In the research, a Transformer structure was developed as a substitute for the U-net component, which is frequently utilized in diffusion models. With operations on latent patches by the transformer, this structure makes the Latent Diffusion Model possible. High-quality photos can be produced while efficiently employing CPU resources because of this method’s ability to handle image patches more effectively. A more natural video generation is thought to be facilitated by the use of this transformer, which is not the same as the stable diffusion that Stability AI revealed in 2022.

And also, it is important to keep in mind that their validation results show how scalable DiT is, which has a big impact on Sora’s realization. Scalability refers to the ability of the model to perform better as the depth/width of the transformer increases, thereby increasing the model’s complexity or the number of input tokens.

Computational performance is measured in Gflops, equivalent to one billion floating-point operations per second on a computer. In this paper, Gflops are used as a proxy for network complexity.
One of the metrics used to evaluate image production is FID (Fréchet Inception Distance), where a lower value denotes greater accuracy.
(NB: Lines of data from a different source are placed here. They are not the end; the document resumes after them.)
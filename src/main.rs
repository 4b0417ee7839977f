//! ferricd - main binary

use anyhow::Context;
use clap::{Parser, Subcommand};
use ferricd_core::{Config, Error, Server, EXIT_STATUS_SOCKETENGINE};
use std::path::PathBuf;
use tracing::{error, info};

/// A readiness-driven IRC daemon
#[derive(Parser)]
#[command(name = "ferricd")]
#[command(about = "A readiness-driven IRC daemon in Rust")]
#[command(version)]
struct Cli {
    /// Configuration file path
    #[arg(short, long, default_value = "ferricd.toml")]
    config: PathBuf,

    /// Log level
    #[arg(short, long, default_value = "info")]
    log_level: String,

    /// Validate the configuration and exit
    #[arg(long)]
    test_config: bool,

    #[command(subcommand)]
    command: Option<Commands>,
}

#[derive(Subcommand)]
enum Commands {
    /// Generate a default configuration file
    Config {
        /// Output file path
        #[arg(short, long, default_value = "ferricd.toml")]
        output: PathBuf,
    },
}

fn main() -> anyhow::Result<()> {
    let cli = Cli::parse();
    init_logging(&cli.log_level);

    if let Some(Commands::Config { output }) = cli.command {
        let config = Config::default();
        std::fs::write(&output, config.to_toml()?)
            .with_context(|| format!("cannot write {:?}", output))?;
        info!("wrote default configuration to {:?}", output);
        return Ok(());
    }

    let config = if cli.config.exists() {
        info!("loading configuration from {:?}", cli.config);
        Config::from_file(&cli.config)
            .with_context(|| format!("cannot load {:?}", cli.config))?
    } else {
        info!("configuration file not found, using defaults");
        Config::default()
    };

    if cli.test_config {
        config.validate().context("configuration is invalid")?;
        info!("configuration is valid");
        return Ok(());
    }

    let server = match Server::new(config) {
        Ok(server) => server,
        Err(e @ Error::SocketEngine(_)) => {
            // Without a multiplexer there is nothing to run on.
            error!(error = %e, "could not initialize socket engine");
            std::process::exit(EXIT_STATUS_SOCKETENGINE);
        }
        Err(e) => return Err(e).context("could not start server"),
    };
    server.run();
    Ok(())
}

fn init_logging(level: &str) {
    let level = match level.to_lowercase().as_str() {
        "trace" => tracing::Level::TRACE,
        "debug" => tracing::Level::DEBUG,
        "info" => tracing::Level::INFO,
        "warn" => tracing::Level::WARN,
        "error" => tracing::Level::ERROR,
        _ => tracing::Level::INFO,
    };
    tracing_subscriber::fmt().with_max_level(level).init();
}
By calculating the difference between the feature vectors of created and genuine images, it evaluates the quality of generated images quantitatively.

Kaplan et al. (2020) and Brown et al. (2020) have confirmed that this has already been observed in the field of natural language processing, confirming the critical features that underlie ChatGPT’s innovative success.

Capabilities of SORA

Up to now, we have discussed all the research that has affected the development of SORA and the technical functionalities of SORA. Furthermore, in the next chapter, we will pay attention to the current capabilities of SORA based on the report that has been published by OpenAI.

Image and video generation for the given prompt

As previously mentioned, Sora now creates videos in a text-to-video manner, where commands are provided via text prompts. But in addition to text, it is also feasible to employ pre-existing images or videos as inputs, as was clearly predicted by earlier research. This makes it possible for photos to animate or for Sora to visualize the past or future of a video that already exists.

Synchronization of Variable Durations, Resolutions, and Aspect Ratios

Mostly, NaViT allows Sora to sample videos in several formats: 1920x1080p widescreen, 1080×1920 vertical, and all in between. It may produce images for different kinds of devices at different resolutions.

3D consistency

SORA can create videos with dynamic camera movements, but it is unclear how the previously described study is directly related to this. People and scene objects move continuously through three-dimensional space when the camera moves in different directions.

The trajectory of Sora’s future

This article has been focused on describing the technologies underlying OpenAI’s Sora AI video generation system. After you read this article, you can clearly understand that Sora has already taken the world by surprise. It will undoubtedly have an even greater global impact if it is made publicly available and available to a larger.

Although this discovery is anticipated to have an impact on many facets of video production, it is also projected to progress beyond video to include other developments in 3D modeling. If that turns out to be the case, artificial intelligence may soon be able to produce graphics in virtual environments such as the metaverse with ease, in addition to producing videos.

In the near future, text-to-3D is also very likely, as Sora is currently thought of as “merely” a video generation model, but Jim Fan from Nvidia has hinted that it might be a data-driven physics engine. This raises the possibility that AI, from a vast amount of real-world videos and videos considering physical behaviors like those from Unreal Engine, might understand physical laws and phenomena.

How is SORA OpenAI’s new AI tool changing the world?